Like those other firms, SageView has been actively working to add wealth management capabilities alongside its retirement business. Now, Creative Planning can sync its retirement footprint to its large wealth practice.
“In the retirement space, you’re seeing more and more companies demand participant education, financial wellness, executive planning and so I think that bridge is almost constructing itself partially,” Mallouk said. “But I think the issue is that most firms are deficient on one side or the other, and to really have that be a strong bridge where people want to go to both ends, both of the cities have to be beautiful cities to attract people. … I think we’re going to be in a position to be able to execute on that.”
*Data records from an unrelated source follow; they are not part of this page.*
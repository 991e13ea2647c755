//! Error types for the tour runner
//!
//! Registry misuse and malformed input surface immediately as [`Error`].
//! Failures that happen while a tour is running are never raised out of the
//! polling loop; they are recorded on the run as a [`crate::tour::RunError`].

use std::io;
use thiserror::Error;

/// Result type alias using our Error type
pub type Result<T> = std::result::Result<T, Error>;

/// Main error type for the tour runner
#[derive(Error, Debug)]
pub enum Error {
    // === Registry Errors ===
    #[error("Tour '{0}' is already registered")]
    DuplicateName(String),

    #[error("Tour '{0}' not found. Use 'tour list <scenario>' to see registered tours")]
    NotFound(String),

    #[error("Tour '{0}' already has an active run. Cancel it or wait for it to finish first")]
    AlreadyRunning(String),

    // === Tour Definition Errors ===
    #[error("Invalid selector '{selector}': {reason}")]
    InvalidSelector { selector: String, reason: String },

    #[error("Invalid step: {0}")]
    InvalidStep(String),

    // === Document Errors ===
    #[error("Action dispatch failed: {0}")]
    Dispatch(String),

    // === Configuration Errors ===
    #[error("Configuration error: {0}")]
    Config(String),

    #[error("Invalid configuration file: {0}")]
    ConfigParse(String),

    // === IO Errors ===
    #[error("Failed to read file '{path}': {error}")]
    FileRead { path: String, error: String },

    // === Serialization Errors ===
    #[error("YAML error: {0}")]
    Yaml(#[from] serde_yaml::Error),

    #[error("JSON error: {0}")]
    Json(#[from] serde_json::Error),

    // === Test Errors ===
    #[error("Test assertion failed: {0}")]
    TestAssertion(String),
}

impl Error {
    /// Create an invalid selector error
    pub fn invalid_selector(selector: &str, reason: impl Into<String>) -> Self {
        Self::InvalidSelector {
            selector: selector.to_string(),
            reason: reason.into(),
        }
    }

    /// Create a file read error from a path and IO error
    pub fn file_read(path: &std::path::Path, error: io::Error) -> Self {
        Self::FileRead {
            path: path.display().to_string(),
            error: error.to_string(),
        }
    }
}
//! Scenario runner implementation
//!
//! Registers a scenario's tours and runs each one against a fresh in-memory
//! document built from the scenario's fixture, then compares every run with
//! its expected outcome.

use std::future::Future;
use std::path::Path;
use std::sync::Arc;

use colored::Colorize;
use serde::Serialize;

use crate::common::{Error, Result};
use crate::document::MemoryDocument;
use crate::tour::{Run, RunOptions, RunStatus, TourRegistry, TourRunner};

use super::config::{ExpectedStatus, TourExpectation, TourScenario};

/// Outcome of one tour within a scenario
#[derive(Debug, Serialize)]
pub struct TourResult {
    pub name: String,
    /// Whether the run matched its expectation
    pub passed: bool,
    pub run: Run,
    /// Why the expectation was not met
    pub error: Option<String>,
}

/// Outcome of a whole scenario
#[derive(Debug, Serialize)]
pub struct ScenarioResult {
    pub name: String,
    pub tours: Vec<TourResult>,
    /// Set when the scenario was stopped before every tour ran
    pub interrupted: bool,
}

impl ScenarioResult {
    pub fn passed(&self) -> bool {
        !self.interrupted && self.tours.iter().all(|t| t.passed)
    }
}

/// Load a scenario and register its tours
pub fn load_scenario(path: &Path) -> Result<(TourScenario, TourRegistry)> {
    let mut scenario = TourScenario::from_file(path)?;
    let mut registry = TourRegistry::new();
    registry.extend(std::mem::take(&mut scenario.tours))?;
    Ok((scenario, registry))
}

/// Run a scenario from a YAML file
///
/// `only` restricts the run to one tour. `quiet` suppresses progress output.
/// Ctrl-C cancels the tour in progress and skips the rest.
pub async fn run_scenario(
    path: &Path,
    only: Option<&str>,
    options: RunOptions,
    quiet: bool,
) -> Result<ScenarioResult> {
    let ctrl_c = async {
        if tokio::signal::ctrl_c().await.is_err() {
            // No signal handler: never interrupt
            std::future::pending::<()>().await;
        }
    };
    run_scenario_until(path, only, options, quiet, ctrl_c).await
}

/// [`run_scenario`], stopping when `interrupt` completes
///
/// The tour in progress is cancelled and recorded; later tours are not run
/// and the result is marked `interrupted`.
pub async fn run_scenario_until(
    path: &Path,
    only: Option<&str>,
    options: RunOptions,
    quiet: bool,
    interrupt: impl Future<Output = ()>,
) -> Result<ScenarioResult> {
    tokio::pin!(interrupt);
    let (scenario, registry) = load_scenario(path)?;
    let options = scenario.options.apply(options);

    let names: Vec<String> = match only {
        Some(name) => vec![registry.get(name)?.name().to_string()],
        None => registry.names().into_iter().map(str::to_string).collect(),
    };

    if !quiet {
        println!(
            "\n{} {}",
            "Running Scenario:".blue().bold(),
            scenario.name.white().bold()
        );
        if let Some(desc) = &scenario.description {
            println!("  {}", desc.dimmed());
        }
    }

    let total = names.len();
    let mut interrupted = false;
    let mut tours = Vec::with_capacity(total);
    for name in names {
        let document = Arc::new(MemoryDocument::with_reactions(
            scenario.document.clone(),
            scenario.reactions.clone(),
        ));
        let runner = TourRunner::with_defaults(document, options);
        let handle = runner.run(&registry, &name, None)?;

        let run = tokio::select! {
            run = handle.wait() => run,
            _ = &mut interrupt => {
                interrupted = true;
                handle.cancel();
                handle.wait().await
            }
        };

        let expectation = scenario.expectation(&name);
        let error = check_expectation(&run, &expectation).err().map(|e| e.to_string());
        let result = TourResult {
            name,
            passed: error.is_none(),
            run,
            error,
        };

        if !quiet {
            print_tour_result(&result);
        }
        tours.push(result);

        if interrupted {
            break;
        }
    }

    if interrupted && !quiet {
        println!(
            "\n{} {}",
            "Interrupted:".yellow().bold(),
            format!("{} of {} tours not run", total - tours.len(), total).yellow()
        );
    }

    let result = ScenarioResult {
        name: scenario.name,
        tours,
        interrupted,
    };

    if !quiet {
        if result.passed() {
            println!("\n{} {}\n", "✓".green().bold(), "Scenario Passed".green().bold());
        } else {
            println!("\n{} {}\n", "✗".red().bold(), "Scenario Failed".red().bold());
        }
    }

    Ok(result)
}

/// Compare a terminal run with what the scenario expects of it
fn check_expectation(run: &Run, expectation: &TourExpectation) -> Result<()> {
    let expected = match expectation.status {
        ExpectedStatus::Passed => RunStatus::Passed,
        ExpectedStatus::Failed => RunStatus::Failed,
    };
    if run.status != expected {
        let detail = run
            .last_error
            .as_ref()
            .map(|e| format!(": {}", e))
            .unwrap_or_default();
        return Err(Error::TestAssertion(format!(
            "Tour '{}' expected {}, got {}{}",
            run.tour, expected, run.status, detail
        )));
    }

    if let Some(expected_index) = expectation.step_index {
        let actual = run.last_error.as_ref().map(|e| e.step_index());
        if actual != Some(expected_index) {
            return Err(Error::TestAssertion(format!(
                "Tour '{}' expected to fail at step {}, failed at {:?}",
                run.tour, expected_index, actual
            )));
        }
    }

    if let Some(expected_completed) = expectation.steps_completed {
        if run.steps_completed != expected_completed {
            return Err(Error::TestAssertion(format!(
                "Tour '{}' expected {} completed steps, got {}",
                run.tour, expected_completed, run.steps_completed
            )));
        }
    }

    Ok(())
}

fn print_tour_result(result: &TourResult) {
    let run = &result.run;
    let progress = format!("{}/{} steps", run.steps_completed, run.steps_total);
    let outcome = match &run.last_error {
        Some(e) => format!("{} ({})", run.status, e),
        None => run.status.to_string(),
    };

    if result.passed {
        println!(
            "  {} {} {} {}",
            "✓".green(),
            result.name,
            progress.dimmed(),
            outcome.dimmed()
        );
    } else {
        println!("  {} {} {} {}", "✗".red(), result.name, progress.dimmed(), outcome);
        if let Some(error) = &result.error {
            println!("    {}", error.red());
        }
    }
}
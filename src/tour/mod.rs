//! Tours, the registry that names them, and the runner that executes them

mod registry;
mod runner;
mod step;

pub use registry::{TourFile, TourRegistry};
pub use runner::{FailurePayload, Run, RunError, RunHandle, RunOptions, RunStatus, TourRunner};
pub use step::{Step, StepDef, StepKind, Tour, TourDef};
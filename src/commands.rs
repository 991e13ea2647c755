//! CLI command definitions
//!
//! Defines the clap commands for the tour CLI.

use clap::Subcommand;
use std::path::PathBuf;

#[derive(Subcommand)]
pub enum Commands {
    /// Run the tours of a scenario file and check their outcomes
    Run {
        /// Path to the scenario YAML file
        scenario: PathBuf,

        /// Only run this tour
        #[arg(long, short)]
        tour: Option<String>,

        /// Maximum wait for each step's trigger, in milliseconds
        #[arg(long)]
        timeout_ms: Option<u64>,

        /// Delay between consecutive steps, in milliseconds
        #[arg(long)]
        step_delay_ms: Option<u64>,

        /// Delay between trigger rechecks, in milliseconds
        #[arg(long)]
        poll_interval_ms: Option<u64>,

        /// Log every step as it runs
        #[arg(long)]
        debug: bool,

        /// Print the results as JSON instead of progress output
        #[arg(long)]
        json: bool,
    },

    /// List the tours of a scenario file
    #[command(alias = "ls")]
    List {
        /// Path to the scenario YAML file
        scenario: PathBuf,
    },

    /// Validate a scenario file without running it
    Check {
        /// Path to the scenario YAML file
        scenario: PathBuf,
    },
}

impl Commands {
    /// Whether verbose step logging was requested
    pub fn debug(&self) -> bool {
        matches!(self, Commands::Run { debug: true, .. })
    }
}
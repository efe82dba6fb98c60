//! Projection engine for single-account annual projections

mod state;
mod engine;
mod records;

pub use state::ProjectionState;
pub use engine::ProjectionEngine;
pub use records::{ProjectionResult, ProjectionSummary, YearRecord};
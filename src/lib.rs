//! Retirement Projection - year-by-year balance projections for tax-advantaged accounts
//!
//! This library provides:
//! - 401(k), Traditional IRA and Roth IRA contribution limits from published history
//! - Explicit extrapolation policies for years past the published tables
//! - Catch-up contributions and income-based phase-outs
//! - Growth-then-contribute balance projections with inflation-deflated real values
//! - Batch and household-level scenario runs

pub mod error;
pub mod account;
pub mod assumptions;
pub mod projection;
pub mod scenario;

// Re-export commonly used types
pub use error::{LoadError, ProjectionError, Result};
pub use account::{AccountType, FilingStatus, IncomeProfile, ProjectionParameters};
pub use assumptions::{Assumptions, ContributionLimitTable, ExtrapolationPolicy, PhaseOutRule};
pub use projection::{ProjectionEngine, ProjectionResult, YearRecord};
pub use scenario::ScenarioRunner;
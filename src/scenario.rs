//! Scenario runner for batch projections
//!
//! Pre-loads assumptions once, then runs many projections against them
//! without re-reading CSV files.

use rayon::prelude::*;
use serde::{Deserialize, Serialize};

use crate::account::ProjectionParameters;
use crate::assumptions::Assumptions;
use crate::error::{LoadError, ProjectionError, Result};
use crate::projection::{ProjectionEngine, ProjectionResult};

/// Household totals across several accounts for one year
#[derive(Debug, Clone, PartialEq, Serialize, Deserialize)]
pub struct CombinedYear {
    pub year: i32,
    pub accounts: usize,
    pub contribution: f64,
    pub growth: f64,
    pub nominal_balance: f64,
    pub real_balance: f64,
}

/// Pre-loaded scenario runner for batch projections
///
/// # Example
/// ```ignore
/// let runner = ScenarioRunner::from_csv()?;
///
/// for rate in [0.05, 0.07, 0.09] {
///     let params = ProjectionParameters::new(AccountType::RothIra, 0.0, 2025, 30, rate, 0.03);
///     let result = runner.run(&params)?;
/// }
/// ```
#[derive(Debug, Clone, Default)]
pub struct ScenarioRunner {
    engine: ProjectionEngine,
}

impl ScenarioRunner {
    /// Create runner with the built-in published limits
    pub fn new() -> Self {
        Self::with_assumptions(Assumptions::default_irs())
    }

    /// Create runner by loading assumptions from CSV files
    pub fn from_csv() -> std::result::Result<Self, LoadError> {
        Ok(Self::with_assumptions(Assumptions::from_csv()?))
    }

    /// Create runner from specific assumptions directory
    pub fn from_csv_path(path: &std::path::Path) -> std::result::Result<Self, LoadError> {
        Ok(Self::with_assumptions(Assumptions::from_csv_path(path)?))
    }

    /// Create runner with pre-built assumptions
    pub fn with_assumptions(assumptions: Assumptions) -> Self {
        Self {
            engine: ProjectionEngine::new(assumptions),
        }
    }

    pub fn assumptions(&self) -> &Assumptions {
        self.engine.assumptions()
    }

    /// Run a single projection
    pub fn run(&self, params: &ProjectionParameters) -> Result<ProjectionResult> {
        self.engine.project(params)
    }

    /// Run projections in parallel; results line up with `scenarios`
    pub fn run_batch(&self, scenarios: &[ProjectionParameters]) -> Vec<Result<ProjectionResult>> {
        log::info!("Running {} projections", scenarios.len());
        scenarios.par_iter().map(|params| self.engine.project(params)).collect()
    }

    /// Same scenario under different investment growth rates
    pub fn run_growth_sweep(&self, params: &ProjectionParameters, growth_rates: &[f64]) -> Result<Vec<ProjectionResult>> {
        growth_rates
            .iter()
            .map(|&rate| {
                let mut scenario = params.clone();
                scenario.annual_growth_rate = rate;
                self.engine.project(&scenario)
            })
            .collect()
    }

    /// Project several accounts over the same years and sum them per year
    pub fn run_combined(&self, accounts: &[ProjectionParameters]) -> Result<Vec<CombinedYear>> {
        let Some(first) = accounts.first() else {
            return Err(ProjectionError::invalid("at least one account is required"));
        };

        if let Some(mismatch) = accounts
            .iter()
            .find(|a| a.start_year != first.start_year || a.number_of_years != first.number_of_years)
        {
            return Err(ProjectionError::invalid(format!(
                "scenario {} covers {}-{} but scenario {} covers {}-{}",
                mismatch.scenario_id,
                mismatch.start_year,
                mismatch.end_year(),
                first.scenario_id,
                first.start_year,
                first.end_year()
            )));
        }

        let results = self.run_batch(accounts).into_iter().collect::<Result<Vec<_>>>()?;

        let mut combined: Vec<CombinedYear> = (0..first.number_of_years)
            .map(|offset| CombinedYear {
                year: first.year_at(offset),
                accounts: results.len(),
                contribution: 0.0,
                growth: 0.0,
                nominal_balance: 0.0,
                real_balance: 0.0,
            })
            .collect();

        for result in &results {
            for (total, record) in combined.iter_mut().zip(&result.records) {
                total.contribution += record.contribution_applied;
                total.growth += record.growth_amount;
                total.nominal_balance += record.nominal_balance;
                total.real_balance += record.real_balance;
            }
        }

        Ok(combined)
    }
}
Rob Madore, a vice president of investment bank and consultancy MarshBery, said that defined contribution and retirement plans offer low margins, but that SageView has “spent considerable resources on the crossover between retirement and wealth” since its investment from Aquiline.
“Outside of the participant channel, Creative has been top of the industry in building a platform that can surround business owners with the services they need,” he said. “SageView’s retirement footprint brings significant reach directly into senior management and ownership of those businesses.”
SageView was founded in 1989 by Randy Long, who now serves as chairman. In 2023, the firm hired John Longley, a former SVB Private president, to replace Long as CEO. It has been majority owned by private equity firm Aquiline since early 2021, with Citywire.com reporting in May that the firm was exploring a sale of the retirement plan-focused RIA.
Creative Planning has also built up its retirement plan business. It bought IRON Financial’s retirement division, Lockton’s $110 billion retirement plan business and Mesirow’s corporate retirement advisory services business. That now encompasses over $210 billion in assets under management and advisement, with more than 6,000 plans, according to Creative Planning’s website.
Mallouk said that, even though Creative Planning is already one of the largest players in the retirement space, the addition of SageView was important to solidify it in a sector where the retirement plan record keepers that house the participants are “only willing to work at a very high and connected level with only a few firms.”
“Our thesis in the retirement space is that you’re going to end up with just a few players,” Mallouk said. “Those few firms are going to have to have tremendous specialization and expertise, they’re going to have to have negotiating power, access to the best investments, they have to be innovative, they have to have workplace solutions, and they’ve got have scale.”
The announcement of another mega-merger in the RIA space comes a few months after Cleveland-based MAI Capital Management announced it was acquiring the Los Angeles-based RIA Evoke Advisors, nearly doubling its size to about $60 billion in assets. It also comes after a $129 billion Merrill Lynch breakaway working across institutional and wealth assets, launched as an independent RIA backed by Dynasty Financial Partners. That firm’s leader, Eric Bjerke, also stressed the importance of working across wealth and institutional assets.
MarshBerry’s Madore said that the “bridge” between retirement participants and wealth management has been “the holy grail for years,” but hasn’t been proven out by any players yet.
“Record keepers like Empower still could be argued to have the upper hand,” he said. “Already possessing the end-user portal, access to data, and a more scaled operating model (since the acquisition of Personal Capital).”
Creative Planning, in the meantime, will run its wealth and institutional practices under the banner of one integrated firm and brand as it seeks to serve clients across retirement and individual wealth management, according to Mallouk.
“I think to really lead, you’re not going to be able to be partially competitive in one of these spaces,” Mallouk said. “You’re going to have to be all in on both of them, and we’re committed to being all in on both of them, and I think this is the proof.”